#### [What you have to do]
The lines wanted are those in the data below that include "chars".

#### [Given information]
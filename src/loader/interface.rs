use crate::error::Result;

/// Trait for resolving a template by logical file name and distro.
pub trait TemplateLoader {
    /// Reads the raw text of the `filename` template for `distro`.
    ///
    /// # Returns
    /// * `Result<String>` - Template text, or a template-not-found error
    fn read_template(&self, filename: &str, distro: &str) -> Result<String>;
}
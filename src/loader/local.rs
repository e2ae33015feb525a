use crate::constants::TEMPLATE_SUFFIX;
use crate::error::{Error, Result};
use crate::loader::interface::TemplateLoader;
use std::path::{Path, PathBuf};

/// Loader for template sets stored on the local filesystem as
/// `<root>/<distro>/<filename>.in`.
pub struct LocalLoader<P: AsRef<Path>> {
    root: P,
}

impl<P: AsRef<Path>> LocalLoader<P> {
    /// Creates a new LocalLoader instance.
    pub fn new(root: P) -> Self {
        Self { root }
    }

    /// Path at which the template for `filename` and `distro` is expected.
    pub fn template_path(&self, filename: &str, distro: &str) -> PathBuf {
        self.root.as_ref().join(distro).join(format!("{filename}{TEMPLATE_SUFFIX}"))
    }
}

impl<P: AsRef<Path>> TemplateLoader for LocalLoader<P> {
    fn read_template(&self, filename: &str, distro: &str) -> Result<String> {
        let path = self.template_path(filename, distro);
        if !path.is_file() {
            return Err(Error::TemplateNotFound {
                distro: distro.to_string(),
                path: path.display().to_string(),
            });
        }
        log::debug!("Reading template '{}'", path.display());
        Ok(std::fs::read_to_string(path)?)
    }
}
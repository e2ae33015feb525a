use crate::constants::PLACEHOLDER_DELIMITER;
use crate::error::{Error, Result};
use crate::renderer::interface::{Context, TemplateRenderer};

/// Substitutes `<delim>name<delim>` placeholders.
///
/// A delimiter immediately followed by the escape character produces one
/// literal delimiter, so with the default `@` marker `@@` renders as `@`.
/// Any other delimiter that does not open a well-formed placeholder is an
/// error.
#[derive(Debug, Clone, Copy, PartialEq, Eq)]
pub struct MarkerRenderer {
    delimiter: char,
    escape: char,
}

impl MarkerRenderer {
    /// Creates a renderer with explicit delimiter and escape characters.
    pub fn new(delimiter: char, escape: char) -> Self {
        Self { delimiter, escape }
    }
}

impl Default for MarkerRenderer {
    fn default() -> Self {
        Self::new(PLACEHOLDER_DELIMITER, PLACEHOLDER_DELIMITER)
    }
}

fn is_identifier_char(c: char, first: bool) -> bool {
    if first {
        c.is_ascii_alphabetic() || c == '_'
    } else {
        c.is_ascii_alphanumeric() || c == '_'
    }
}

/// Builds an [`Error::InvalidPlaceholder`] with 1-based line and column.
fn invalid_placeholder(template: &str, offset: usize) -> Error {
    let before = &template[..offset];
    let line = before.matches('\n').count() + 1;
    let line_start = before.rfind('\n').map(|i| i + 1).unwrap_or(0);
    let column = template[line_start..offset].chars().count() + 1;
    Error::InvalidPlaceholder { line, column }
}

impl TemplateRenderer for MarkerRenderer {
    fn render(&self, template: &str, context: &Context) -> Result<String> {
        let mut output = String::with_capacity(template.len());
        let mut chars = template.char_indices().peekable();

        while let Some((start, c)) = chars.next() {
            if c != self.delimiter {
                output.push(c);
                continue;
            }
            if chars.next_if(|&(_, next)| next == self.escape).is_some() {
                output.push(self.delimiter);
                continue;
            }

            let mut name = String::new();
            while let Some((_, next)) =
                chars.next_if(|&(_, next)| is_identifier_char(next, name.is_empty()))
            {
                name.push(next);
            }
            let closed = chars.next_if(|&(_, next)| next == self.delimiter).is_some();
            if name.is_empty() || !closed {
                return Err(invalid_placeholder(template, start));
            }

            let value = context
                .get(&name)
                .ok_or_else(|| Error::MissingPlaceholder { key: name.clone() })?;
            output.push_str(value);
        }

        Ok(output)
    }
}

#### [Result of the task]
    let column = template[line_start..offset].chars().count() + 1;
        let mut chars = template.char_indices().peekable();
        while let Some((start, c)) = chars.next() {
            if chars.next_if(|&(_, next)| next == self.escape).is_some() {
                chars.next_if(|&(_, next)| is_identifier_char(next, name.is_empty()))
            let closed = chars.next_if(|&(_, next)| next == self.delimiter).is_some();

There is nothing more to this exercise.